Sonhos

Umas das coisa mais malucas que passam por nossas cabeças é o tal do sonho. Imprevisíveis e independentes, vêm e vão e se repetem ao seu bel prazer e muitas vezes, por mais maravilhosos que sejam, abrimos os olhos e os danados simplesmente somem no ar.


Raras vezes lembramos deles e nestes dias, gostamos de contá-los pra todo mundo. Gusto, meu irmão, detestava ouvir o sonho dos outros. Dizia que cada um deveria ficar com o seu, por mais absurdo que ele fosse, pois, na opinião dele, além de não ter fundamento nenhum, sonhos são algo muito pessoal.


Gosto de sonhar e de contá-los. Concordo com o Gusto: por mais loucas que sejam, eles são mesmo personalizados. Cada um tem o seu. Ninguém sonha o sonho de outra pessoa.

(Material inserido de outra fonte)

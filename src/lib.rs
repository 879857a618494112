//! Knowledge graph of bookmarks, notes and ontology data, laid out in
//! semantic layers and drawn on a canvas.
//!
//! [`graph`] and [`layout`] are plain Rust with no browser dependency; the
//! Leptos app on top of them lives in the private `components` and `pages`
//! modules.

use leptos::prelude::*;
use leptos_meta::*;
use leptos_router::components::*;
use leptos_router::path;
use log::{Level, info};

pub mod graph;
pub mod layout;

// Modules
mod components;
mod pages;

// Top-Level pages
use crate::pages::home::Home;
use crate::pages::not_found::NotFound;

/// Initialize logging and panic hooks for the WASM target.
pub fn init_logging() {
	let _ = console_log::init_with_level(Level::Debug);
	console_error_panic_hook::set_once();
	info!("Logging initialized");
}

/// An app router which renders the graph explorer and handles 404's
#[component]
pub fn App() -> impl IntoView {
	// Provides context that manages stylesheets, titles, meta tags, etc.
	provide_meta_context();

	view! {
		<Html attr:lang="en" attr:dir="ltr" attr:data-theme="dark" />

		// sets the document title
		<Title text="Knowledge Graph" />

		// injects metadata in the <head> of the page
		<Meta charset="UTF-8" />
		<Meta name="viewport" content="width=device-width, initial-scale=1.0" />

		<Router>
			<Routes fallback=|| view! { <NotFound /> }>
				<Route path=path!("/") view=Home />
			</Routes>
		</Router>
	}
}
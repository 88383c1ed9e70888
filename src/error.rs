#[cfg(feature = "live")]
use std::sync::mpsc::RecvError;

pub use anyhow::Error as ActionError;
use thiserror::Error;

/// Errors reported while declaring tasks or resolving the task graph.
#[derive(Debug, Error)]
pub enum RegistryError {
    #[error("Task '{0}' is already registered")]
    DuplicateName(Box<str>),

    #[error("Task '{0}' would create a dependency cycle")]
    Cycle(Box<str>),

    #[error("Parallel group '{0}' contains tasks that depend on one another")]
    GroupCycle(Box<str>),

    #[error("Unknown task '{0}'")]
    UnknownTask(Box<str>),
}

#[derive(Debug, Error)]
pub enum KumadeError {
    #[error(transparent)]
    Registry(#[from] RegistryError),

    #[error(transparent)]
    Io(#[from] std::io::Error),

    #[error("Error while clearing the output directory:\n{0}")]
    Clear(#[from] ClearError),

    #[cfg(feature = "live")]
    #[error("Error while watching for file changes:\n{0}")]
    Watch(#[from] WatchError),
}

#[derive(Debug, Error)]
pub enum ClearError {
    #[error("Couldn't remove the old output directory.\n{0}")]
    Remove(std::io::Error),

    #[error("Couldn't create the output directory.\n{0}")]
    Create(std::io::Error),
}

#[cfg(feature = "live")]
#[derive(Debug, Error)]
pub enum WatchError {
    #[error(transparent)]
    Io(#[from] std::io::Error),

    #[error(transparent)]
    Notify(#[from] notify::Error),

    #[error("Couldn't compile glob pattern.\n{0}")]
    Pattern(#[from] glob::PatternError),

    #[error("Couldn't reserve a port for the live reload socket.\n{0}")]
    Bind(std::io::Error),

    #[error(transparent)]
    Recv(#[from] RecvError),
}
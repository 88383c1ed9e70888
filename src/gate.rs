//! Validity gates.
//!
//! A gate is a boolean flag for a logical unit of the project, such as
//! "scripts". A guarding task (a lint pass) resets its unit to `true`
//! before re-evaluating and flips it to `false` when it reports at least
//! one error. Downstream tasks consult the gate and skip their work
//! entirely while it is `false`, which keeps a single failure from being
//! reported twice.

use std::collections::HashMap;
use std::sync::RwLock;

#[derive(Debug, Default)]
pub struct GateSet {
    units: RwLock<HashMap<Box<str>, bool>>,
}

impl GateSet {
    pub fn new() -> Self {
        Self::default()
    }

    /// Gates default to open until a guard says otherwise.
    pub fn get(&self, unit: &str) -> bool {
        let units = self.units.read().unwrap();
        units.get(unit).copied().unwrap_or(true)
    }

    pub fn set(&self, unit: &str, ok: bool) {
        let mut units = self.units.write().unwrap();
        units.insert(unit.into(), ok);
    }

    /// Reopen a unit, called by its guard before re-evaluating.
    pub fn reset(&self, unit: &str) {
        self.set(unit, true);
    }
}

#[cfg(test)]
mod tests {
    use super::*;

    #[test]
    fn unknown_unit_defaults_to_open() {
        let gates = GateSet::new();
        assert!(gates.get("scripts"));
    }

    #[test]
    fn closed_gate_stays_closed_until_reset() {
        let gates = GateSet::new();
        gates.set("scripts", false);
        assert!(!gates.get("scripts"));
        assert!(!gates.get("scripts"));

        gates.reset("scripts");
        assert!(gates.get("scripts"));
    }

    #[test]
    fn units_are_independent() {
        let gates = GateSet::new();
        gates.set("scripts", false);
        assert!(gates.get("app scripts"));
    }
}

Na maioria das vezes, sou daquele tipo que abre os olhos e puff, o sonho se desmaterializa diante dos meus olhos abertos e incrédulos. Por mais que os feche novamente e tente recuperá-lo, não consigo fisgá-lo novamente nem com uma tarrafa.


Algumas vezes, entretanto, sonho e me lembro do sonho e em alguns casos, nunca mais esqueço dele. Como este que tive quando ainda era criança e contrariando a opinião que Gusto tinha, vou contar pra quem quiser ouvir.


Eu era criança. Tava em Siqueira Campos, minha terra natal, no estádio do Pindorama Futebol Clube, onde meu pai foi treinador do time, muito tempo antes de eu nascer.


O detalhe é que nunca fui naquele estádio. O máximo que me aproximei dele é na distância em que esta antiga foto dele foi tirada.


No meu sonho era domingo à tarde, o estádio tava lotado, talvez mais do que jamos teve algum dia. Meu pai e eu, assistimos ao jogo e quando a partida acabou, com a multidão em movimento, me perdi do meu pai.


Naquela marafunda toda não o avistava mais e eu ia ficando cada vez mais nervoso e com medo, pois não saberia voltar pra casa sozinho.


A multidão foi diminuindo e um homem se aproximou de mim, dizendo ser meu pai. Ele era idêntico ao meu pai, que no meu sonho usava bigode, como usava antes de eu nascer.


O homem que se dizia meu pai, tinha apenas algo que o diferenciava de meu pai: ele era ruivo. Tinha os cabelos e o bigode iguais, mas eram ruivos.


Lembro que mesmo a contragosto, tive que ir com ele, pois à essa altura o estádio já tava quase vazio e ao caminhar com aquele meu pai estranho, ruivão, pelas ruas de paralelepípedo de Siqueira, acordei.


Sonhar é muito bom, pois mesmo quando o sonho é ruim ou triste, dá uma sensação boa de saber que nada daquilo é verdade.


O Gusto que me desculpe, mas aproveitando que ele não tá mais aqui pra fazer careta pras narrativas dos meus sonhos, quando me lembrar deles ou enquanto não esquecer dos que já tive, vou continuar contando.